Timothy’s chart and blessed it. But even without that, I do believe that there is hope.”
Griswold nodded in agreement. “There’s a good chance that you can pull off a successful rescue. The date today is four-fourteen, a numerologically benign period for a Sagittarius.
However,” he said, “if the rescue doesn’t work, I think I can work something out with these people. I’m quite certain I know who they are — or at least who they represent — and there’s some chance I can make a deal with them and save myself as well as Timothy and Kawee.”

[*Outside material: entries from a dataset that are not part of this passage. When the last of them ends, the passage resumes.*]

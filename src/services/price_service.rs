use chrono::Utc;
use rust_decimal::Decimal;
use std::collections::BTreeMap;
use tracing::{error, info};

use crate::config::Config;
use crate::error::{FeedError, Result};
use crate::services::batch::BatchReport;
use crate::services::http_client::{BackoffPolicy, HttpClient, Pacing, Transport};
use crate::storage::JsonStore;
use crate::types::{Coin, CoinQuote, PriceSnapshot, SimplePriceResponse};
use crate::utils::PriceCalculator;

/// 实时价格快照任务，写入 eth-btc-price.json
pub struct PriceService<T: Transport> {
    http: HttpClient<T>,
    store: JsonStore,
    api_base: String,
    coins: Vec<Coin>,
    policy: BackoffPolicy,
    pacing: Pacing,
}

impl<T: Transport> PriceService<T> {
    pub fn new(http: HttpClient<T>, store: JsonStore, config: &Config) -> Self {
        Self {
            http,
            store,
            api_base: config.upstream.coingecko_url.clone(),
            coins: config.coins.clone(),
            policy: BackoffPolicy::market_data(),
            pacing: Pacing::from_millis(config.pacing.refresh_delay_ms),
        }
    }

    pub fn with_pacing(mut self, pacing: Pacing) -> Self {
        self.pacing = pacing;
        self
    }

    pub fn http(&self) -> &HttpClient<T> {
        &self.http
    }

    pub fn price_url(&self, coin: &Coin) -> String {
        format!(
            "{}/simple/price?ids={}&vs_currencies=usd,cny&include_24hr_change=true",
            self.api_base, coin.id
        )
    }

    /// 获取单个币种报价，缺少 usd / cny 视为数据格式错误
    pub async fn fetch_quote(&self, coin: &Coin) -> Result<CoinQuote> {
        let url = self.price_url(coin);
        let mut data: SimplePriceResponse = self.http.fetch_json(&url, &self.policy).await?;

        let quote = data
            .remove(&coin.id)
            .ok_or_else(|| FeedError::DataShape(format!("响应中缺少 {}", coin.id)))?;

        let usd = quote
            .usd
            .ok_or_else(|| FeedError::DataShape(format!("{} 缺少 usd 价格", coin.id)))?;
        let cny = quote
            .cny
            .ok_or_else(|| FeedError::DataShape(format!("{} 缺少 cny 价格", coin.id)))?;

        Ok(CoinQuote {
            usd: PriceCalculator::to_decimal(usd, "usd")?,
            usd_change_24h: optional_decimal(quote.usd_24h_change, "usd_24h_change")?,
            cny: PriceCalculator::to_decimal(cny, "cny")?,
            cny_change_24h: optional_decimal(quote.cny_24h_change, "cny_24h_change")?,
        })
    }

    /// 逐个币种获取报价，至少一个成功才写入快照
    pub async fn update(&self) -> Result<BatchReport> {
        info!("🚀 开始更新实时价格...");

        let mut report = BatchReport::default();
        let mut coins = BTreeMap::new();

        for (index, coin) in self.coins.iter().enumerate() {
            if index > 0 {
                self.pacing.pause(index).await;
            }

            match self.fetch_quote(coin).await {
                Ok(quote) => {
                    info!("✅ {} 价格: ${} / ¥{}", coin.symbol.to_uppercase(), quote.usd, quote.cny);
                    coins.insert(coin.symbol.clone(), quote);
                    report.record_success(coin.symbol.clone());
                }
                Err(e) => {
                    error!("❌ {} 价格更新失败: {}", coin.symbol, e);
                    report.record_failure(coin.symbol.clone(), &e);
                }
            }
        }

        let report = report.into_result()?;

        let snapshot = PriceSnapshot {
            coins,
            last_updated: Utc::now(),
        };
        self.store.write_pretty(PriceSnapshot::FILE_NAME, &snapshot)?;

        info!("✅ 实时价格已更新 ({}/{})", report.succeeded.len(), report.total());
        Ok(report)
    }
}

fn optional_decimal(value: Option<f64>, field: &str) -> Result<Option<Decimal>> {
    value
        .map(|v| PriceCalculator::to_decimal(v, field))
        .transpose()
}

This didn’t sound right. If there was a way for him to negotiate with these people, why wouldn’t he have done it sooner? I said, “So, who are they, and what would this so-called deal be?”
Pugh said, “Please do tell the truth, Mr. Gary. We will be very pissed off if you lie through your teeth and this quickly becomes apparent, which surely it will. Egg won’t like it either, I am thinking.” We all looked over at nicely toned Egg, who sat rock still, glowering at Griswold.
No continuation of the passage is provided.